PROVIDED RECORDS.
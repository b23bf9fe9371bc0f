//! Error Type Definition Module
//!
//! This module defines the error types that may be encountered while assembling
//! an EPUB container. All errors are uniformly wrapped in the `EpubError`
//! enumeration for convenient error handling by the caller.
//!
//! ## Main Error Types
//!
//! - [EpubError] - Enumeration of errors raised by collaborators (zip, xml, io, ...)
//! - [EpubBuilderError] - Errors caused by an inconsistent book model

use thiserror::Error;

/// Types of errors that can occur during EPUB assembly
///
/// This enumeration wraps the errors of the libraries used while writing
/// the container, as well as the model errors described by [EpubBuilderError].
#[derive(Debug, Error)]
pub enum EpubError {
    /// ZIP archive related errors
    ///
    /// Errors occur when writing the ZIP structure of the EPUB file.
    #[error("Archive error: {source}")]
    ArchiveError { source: zip::result::ZipError },

    #[error("Epub builder error: {source}")]
    EpubBuilderError { source: EpubBuilderError },

    /// Image decoding error
    ///
    /// Raised by the add-ons when the dimensions of a raster image can not be read.
    #[cfg(feature = "addons")]
    #[error("Image error: {source}")]
    ImageError { source: image::ImageError },

    #[error("IO error: {source}")]
    IOError { source: std::io::Error },

    /// QuickXml error
    ///
    /// This error occurs when writing or reading XML data using the QuickXml library.
    #[error("QuickXml error: {source}")]
    QuickXmlError { source: quick_xml::Error },

    /// WalkDir error
    ///
    /// This error occurs when using the WalkDir library to traverse a resource directory.
    #[error("WalkDir error: {source}")]
    WalkDirError { source: walkdir::Error },
}

impl From<zip::result::ZipError> for EpubError {
    fn from(value: zip::result::ZipError) -> Self {
        EpubError::ArchiveError { source: value }
    }
}

impl From<quick_xml::Error> for EpubError {
    fn from(value: quick_xml::Error) -> Self {
        EpubError::QuickXmlError { source: value }
    }
}

impl From<quick_xml::events::attributes::AttrError> for EpubError {
    fn from(value: quick_xml::events::attributes::AttrError) -> Self {
        EpubError::QuickXmlError {
            source: value.into(),
        }
    }
}

impl From<std::io::Error> for EpubError {
    fn from(value: std::io::Error) -> Self {
        EpubError::IOError { source: value }
    }
}

impl From<EpubBuilderError> for EpubError {
    fn from(value: EpubBuilderError) -> Self {
        EpubError::EpubBuilderError { source: value }
    }
}

impl From<walkdir::Error> for EpubError {
    fn from(value: walkdir::Error) -> Self {
        EpubError::WalkDirError { source: value }
    }
}

#[cfg(feature = "addons")]
impl From<image::ImageError> for EpubError {
    fn from(value: image::ImageError) -> Self {
        EpubError::ImageError { source: value }
    }
}

#[cfg(test)]
impl PartialEq for EpubError {
    fn eq(&self, other: &Self) -> bool {
        match (self, other) {
            (
                Self::EpubBuilderError { source: l_source },
                Self::EpubBuilderError { source: r_source },
            ) => l_source == r_source,

            _ => core::mem::discriminant(self) == core::mem::discriminant(other),
        }
    }
}

/// Types of errors that can occur during EPUB build
///
/// These errors describe a book model that can not be turned into a valid
/// container: a reference that does not resolve, a path that escapes the
/// container, or missing mandatory metadata. They are detected before any
/// byte of the archive is written.
#[derive(Debug, Error)]
#[cfg_attr(test, derive(PartialEq))]
pub enum EpubBuilderError {
    /// Cover reference error
    ///
    /// This error is triggered when a `Cover` metadata entry names a path
    /// that is not registered in the file registry.
    #[error("The cover '{path}' is not registered in the files.")]
    DanglingCoverReference { path: String },

    /// Spine reference error
    ///
    /// This error is triggered when a spine entry references a path that
    /// was never registered in the file registry.
    #[error("The spine references '{path}', which is not registered in the files.")]
    DanglingSpineReference { path: String },

    /// File not found error
    ///
    /// This error is triggered when an add-on is asked to work on a path
    /// that is not registered in the file registry.
    #[error("The file '{path}' is not registered in the files.")]
    FileNotFound { path: String },

    /// Illegal file path error
    ///
    /// This error is triggered when a file is registered with an empty path or a
    /// path containing a '..' segment, which would point outside the container.
    #[error("The path '{path}' is not a legal path inside the container.")]
    IllegalFilePath { path: String },

    /// Manifest Circular Reference error
    ///
    /// This error is triggered when a fallback relationship between files forms a cycle.
    #[error("Circular reference detected in fallback chain for '{fallback_chain}'.")]
    ManifestCircularReference { fallback_chain: String },

    /// Manifest resource not found error
    ///
    /// This error is triggered when a file specifies a fallback path that does not exist.
    #[error("Fallback resource '{path}' does not exist in the files.")]
    ManifestNotFound { path: String },

    /// Missing identifier error
    ///
    /// This error is triggered when the metadata does not contain any identifier,
    /// which is required to fill the `unique-identifier` attribute of the package.
    #[error("Requires at least one 'identifier' metadata to build the package document.")]
    MissingIdentifier,

    /// No available file name error
    ///
    /// This error is triggered when no free name could be found for a generated document.
    #[error("Unable to find an unused file name for '{file_name}'.")]
    NoAvailableFileName { file_name: String },

    /// Target is not a file error
    ///
    /// This error is triggered when the specified local path is not a file.
    #[error("Expect a file, but '{target_path}' is not a file.")]
    TargetIsNotFile { target_path: String },

    /// Unknown file format error
    ///
    /// This error is triggered when no media type is declared for a file and
    /// neither its extension nor its content identifies the format.
    #[error("Unable to analyze the file '{file_path}' type.")]
    UnknownFileFormat { file_path: String },

    /// Unsupported image error
    ///
    /// This error is triggered when the dimensions of an image can not be determined.
    #[error("Unable to read the dimensions of the image '{path}'.")]
    UnsupportedImage { path: String },
}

TASK REQUIREMENTS.
Report how many lines in the listing above hold the string "while", giving the number and no other words.

RESULT FOR THIS TASK.
2